Francine Everett: The Most Beautiful Woman in Harlem

Francine Everett (1915-1999), was briefly one of the biggest stars of race films in the U.S.  While her time in the spotlight was short, she rose about as high as anyone could given the prejudices of the times.

Born Francine Williamson in Louisburg, North Carolina, she migrated to Harlem with her family in her youth. She was still a teenager she was already dancing as a chorus girl in Harlem night spots like the Savoy Ballroom and Small’s Paradise. Her surname comes from her first husband Booker Everett, whom she married before she had attained majority. I have seen conflicting reports as to whether he died or the marriage was dissolved. By age 18 (1933) she was singing with a group called the Four Black Cats in Harlem nightclubs.

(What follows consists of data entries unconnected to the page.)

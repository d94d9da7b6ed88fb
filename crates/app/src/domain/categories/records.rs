//! Product Category Records

use std::{collections::BTreeSet, fmt, str::FromStr};

use serde::{Deserialize, Serialize};

use crate::{domain::errors::UnknownVariant, ids::TypedId};

/// Category Id
pub type CategoryId = TypedId<ProductCategoryRecord>;

/// Product Category Record
#[derive(Debug, Clone, PartialEq, Eq)]
pub struct ProductCategoryRecord {
    pub id: Option<CategoryId>,
    pub name: String,
    pub types: BTreeSet<CategoryType>,
}

/// Storage classification attached to a category.
#[derive(Debug, Clone, Copy, PartialEq, Eq, PartialOrd, Ord, Hash, Serialize, Deserialize)]
#[serde(rename_all = "SCREAMING_SNAKE_CASE")]
pub enum CategoryType {
    Perishable,
    LongTerm,
    FridgeStorage,
    FreezerStorage,
    PantryStorage,
}

impl CategoryType {
    pub const ALL: [Self; 5] = [
        Self::Perishable,
        Self::LongTerm,
        Self::FridgeStorage,
        Self::FreezerStorage,
        Self::PantryStorage,
    ];

    /// Stable key persisted in `categories_to_types.type_key`.
    pub fn as_str(self) -> &'static str {
        match self {
            Self::Perishable => "PERISHABLE",
            Self::LongTerm => "LONG_TERM",
            Self::FridgeStorage => "FRIDGE_STORAGE",
            Self::FreezerStorage => "FREEZER_STORAGE",
            Self::PantryStorage => "PANTRY_STORAGE",
        }
    }
}

impl FromStr for CategoryType {
    type Err = UnknownVariant;

    fn from_str(value: &str) -> Result<Self, Self::Err> {
        Self::ALL
            .into_iter()
            .find(|candidate| candidate.as_str() == value)
            .ok_or_else(|| UnknownVariant {
                kind: "category type",
                value: value.to_string(),
            })
    }
}

impl fmt::Display for CategoryType {
    fn fmt(&self, f: &mut fmt::Formatter<'_>) -> fmt::Result {
        f.write_str(self.as_str())
    }
}
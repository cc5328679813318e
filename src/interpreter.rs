use crate::command::{CommandFactory, Context, ExitCode};
use anyhow::{Result, anyhow};
use log::debug;
use std::io::{Read, Write};

/// Factory allows creating instances of ExecutableCommand.
///
/// Only supports commands defined in this crate (see `BuiltinCommand`).
pub(crate) struct Factory<T> {
    _phantom: std::marker::PhantomData<T>,
}

impl<T> Default for Factory<T> {
    fn default() -> Self {
        Self {
            _phantom: std::marker::PhantomData,
        }
    }
}

/// Runs commands by name against a set of pluggable factories.
///
/// Every invocation receives the interpreter's [`Context`]; cancelling it through
/// [`Interpreter::context`] is visible to all later invocations.
///
/// Example
/// ```
/// use echo_command::Interpreter;
/// let mut sh = Interpreter::default();
/// let mut out = Vec::new();
/// let code = sh
///     .run_with("echo", &["hello", "world"], &mut std::io::empty(), &mut out, &mut std::io::sink())
///     .unwrap();
/// assert_eq!(code, 0);
/// assert_eq!(out, b"hello world\n");
/// ```
pub struct Interpreter {
    ctx: Context,
    commands: Vec<Box<dyn CommandFactory>>,
}

impl Interpreter {
    /// Create a new interpreter with a custom set of command factories.
    pub fn new(commands: Vec<Box<dyn CommandFactory>>) -> Self {
        Self {
            ctx: Context::new(),
            commands,
        }
    }

    pub fn context(&self) -> &Context {
        &self.ctx
    }

    /// Run a single command invocation against the process stdio.
    ///
    /// Stdout is flushed before returning so output without a trailing newline
    /// is not left in the buffer.
    pub fn run(&mut self, name: &str, args: &[&str]) -> Result<ExitCode> {
        let mut stdin = std::io::stdin().lock();
        let mut stdout = std::io::stdout().lock();
        let mut stderr = std::io::stderr().lock();
        let code = self.run_with(name, args, &mut stdin, &mut stdout, &mut stderr)?;
        stdout.flush()?;
        Ok(code)
    }

    /// Run a single command invocation against caller-supplied streams.
    ///
    /// Returns the command's exit code, or its error unchanged if it failed.
    pub fn run_with(
        &mut self,
        name: &str,
        args: &[&str],
        stdin: &mut dyn Read,
        stdout: &mut dyn Write,
        stderr: &mut dyn Write,
    ) -> Result<ExitCode> {
        for factory in &self.commands {
            if let Some(cmd) = factory.try_create(name, args) {
                debug!("dispatching {} with {} args", name, args.len());
                return cmd.execute(&self.ctx, stdin, stdout, stderr);
            }
        }
        Err(anyhow!("command not found: {}", name))
    }
}

impl Default for Interpreter {
    /// Create an interpreter with the built-in `echo`.
    fn default() -> Self {
        use crate::echo::Echo;
        Self::new(vec![Box::new(Factory::<Echo>::default())])
    }
}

In 1936 she began working with the brand new Negro Theatre Unit of New York City, a program of the Federal Theatre Project. While performing there that first year she met and married Rex Ingram, soon to be a well-known stage and screen star. The pair moved to Hollywood where Ingram starred in the all black film The Green Pastures, which also featured Eddie “Rochester” Anderson, Oscar Polk, Ida Forsyne, Ernest Whitman, Willie Best, Clarence Muse and many other notable African American performers. Everett would likely have been cast herself, but she declined to participate in what she deemed to be a stereotyped production, a criticism of the movie many have shared over the years. It was based on the eponymous Pulitzer Prize winning play by Marc Connelly. 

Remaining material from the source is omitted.